Acquisitions power RTG’s performance

BUSINESS WRITER
Rainbow Tourism Group (RTG), a publicly traded hospitality group, delivered a strong full-year performance, underpinned by an aggressive acquisition drive that expanded its asset base, lifted volumes and consolidated market share, Business Times can report.
The group’s recent acquisitions, including Montclair Hotel and Casino in Nyanga, MSK House in Cape Town, South Africa, and Batoka Safaris in Victoria Falls, have emerged as key growth drivers, strengthening both revenue streams and strategic positioning across regional markets.
RTG board chairperson Douglas Hoto said the group’s financial position remained robust, with total assets rising 28% to US$82.7m, up from US$64.5m in the prior year.
“This growth was driven primarily by the strategic acquisition of assets, namely Montclair Hotel and Casino in Nyanga, MSK House in Cape Town, South Africa, and Batoka Safaris, a destination management entity based in Victoria Falls,” Hoto said.
The group recorded solid top-line growth in FY25, with revenue increasing 13% to US$50.3m from US$44.4m in FY24, supported by innovative strategies and the continued strength of its diversified hospitality and tourism portfolio.
Hoto noted that the newly acquired units were swiftly integrated into operations, contributing meaningfully to performance.
“Montclair Resort and Conference Hotel was incorporated into operations effective March 1, 2025. Batoka Safaris was consolidated into the group’s revenue from June 1, 2025. Both entities contributed 8% of total group revenues,” he said.
RTG chief executive Tendai Madziwanyika said the results reflect a deliberate and resilient commercial strategy.
“These results illustrate a robust commercial strategy that enabled RTG to dominate volume and market share while maintaining a strong revenue base,” Madziwanyika said.
“The growth reflects the group’s deliberate, diversified strategy and its ability to respond quickly to changing market dynamics. Our resilience stems from not relying on a single revenue stream and our ability to continuously innovate and adapt.”
He added that internal efficiencies and cost management initiatives were beginning to translate into improved margins.
“We have been very deliberate about managing our costs while also improving operational efficiencies, and that is starting to reflect in our margins. Initiatives such as the RTG Agro project — where we now produce key fresh items like vegetables — are significantly reducing costs while enhancing quality for our guests,” he said.
RTG also benefited from a surge in foreign currency earnings, driven by increased international travel and conferencing activity, particularly in Victoria Falls.
“The increase in foreign currency earnings is driven by stronger international travel and growing conferencing activity. The acquisitions we made this year are part of a broader strategic plan to position the business for future growth,” Madziwanyika added.

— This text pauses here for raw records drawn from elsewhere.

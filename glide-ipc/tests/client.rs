//! End-to-end tests of the client against an in-memory core.

mod common;

use std::sync::Arc;
use std::time::Duration;

use common::{
    connect_pair, init_tracing, ok, reply, request_error, ConnectBehavior, CoreSide,
    FakeConnector,
};
use glide_ipc::error::UNEXPECTED_EOF_MESSAGE;
use glide_ipc::{
    ClientConfig, ClientError, ClusterScanCursor, ConnectionState, GlideClient, RequestErrorKind,
    RequestType, Route, ScanOptions,
};
use glide_ipc_core::proto::{self, command, command_request, response};
use glide_ipc_core::{HandleRegistry, Value};
use rand::seq::SliceRandom;

fn inline_args(request: &proto::CommandRequest) -> Vec<Vec<u8>> {
    match &request.command {
        Some(command_request::Command::SingleCommand(proto::Command {
            args: Some(command::Args::ArgsArray(array)),
            ..
        })) => array.args.clone(),
        other => panic!("expected inline single command, got {other:?}"),
    }
}

#[tokio::test]
async fn test_get_returns_value() {
    let (client, mut core) = connect_pair(ClientConfig::default()).await;

    let call = tokio::spawn({
        let client = client.clone();
        async move { client.custom_command(["GET", "k"]).await }
    });

    let request = core.read_command().await;
    assert_eq!(inline_args(&request), vec![b"GET".to_vec(), b"k".to_vec()]);
    let response = core.value_reply(request.callback_idx, Value::from("v1"));
    core.send(&[response]).await;

    assert_eq!(call.await.expect("task"), Ok(Value::from("v1")));
    client.close(None).await;
}

#[tokio::test]
async fn test_request_error_kinds() {
    let (client, mut core) = connect_pair(ClientConfig::default()).await;

    for (wire, kind) in [
        (proto::RequestErrorType::Timeout, RequestErrorKind::Timeout),
        (proto::RequestErrorType::Disconnect, RequestErrorKind::Disconnect),
        (proto::RequestErrorType::ExecAbort, RequestErrorKind::ExecAbort),
        (proto::RequestErrorType::Unspecified, RequestErrorKind::Unspecified),
    ] {
        let call = tokio::spawn({
            let client = client.clone();
            async move { client.custom_command(["GET", "k"]).await }
        });
        let request = core.read_command().await;
        core.send(&[request_error(request.callback_idx, wire, "t")]).await;

        assert_eq!(
            call.await.expect("task"),
            Err(ClientError::Request {
                kind,
                message: "t".to_string()
            })
        );
    }

    // A request error leaves the connection usable.
    assert_eq!(client.state(), ConnectionState::Ready);
    client.close(None).await;
}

Hoto said the group’s strategic investments had strengthened its valuation and enhanced investor confidence.
“These investments have not only reinforced RTG’s market position but also improved its overall valuation. We are optimistic about the year ahead, supported by strong demand, a strengthened portfolio and a solid foundation for growth,” he said.
However, the expansion came with a short-term cost impact. The group incurred US$1.6m in acquisition-related expenses during the year, weighing on earnings.
“As a result, EBITDA closed at US$7.9m compared to US$9.7m in 2024. Despite this temporary impact, the acquired assets are expected to drive revenue growth and support margin expansion in future periods,” Hoto said.
Profitability metrics nonetheless improved, with gross profit margin rising to 74% from 70%, supported by stringent cost controls and operational efficiencies.
“The group achieved a strong uplift in profitability margins during the year, driven by disciplined cost management,” Hoto said.
The performance was achieved against a challenging operating environment marked by liquidity constraints and reduced NGO-related business following the withdrawal of donor funding by key international partners.
Despite these headwinds, RTG posted double-digit growth, with foreign currency earnings increasing 28% to US$24.1m from US$18.9m in 2024.
Operational metrics also strengthened, with occupancy rising to 57% from 54%, despite the temporary loss of approximately 3,200 room nights due to refurbishment programmes across key properties.
Average Daily Rate (ADR) improved to US$109 from US$102, while Revenue per Available Room (RevPAR) rose 13% to US$62, reflecting sustained demand across the group’s portfolio.
Beyond its core hotel operations, RTG continues to diversify through subsidiaries such as Heritage Expeditions Africa and Gateway Stream, Zimbabwe’s leading digital marketplace for travel, accommodation and retail services. The group also maintains a regional sales and marketing office in Johannesburg to drive international business.
Through sustained investment in infrastructure, technology and sustainability, RTG is positioning itself at the forefront of Zimbabwe’s tourism sector, playing a pivotal role in driving economic growth, foreign currency generation and employment creation.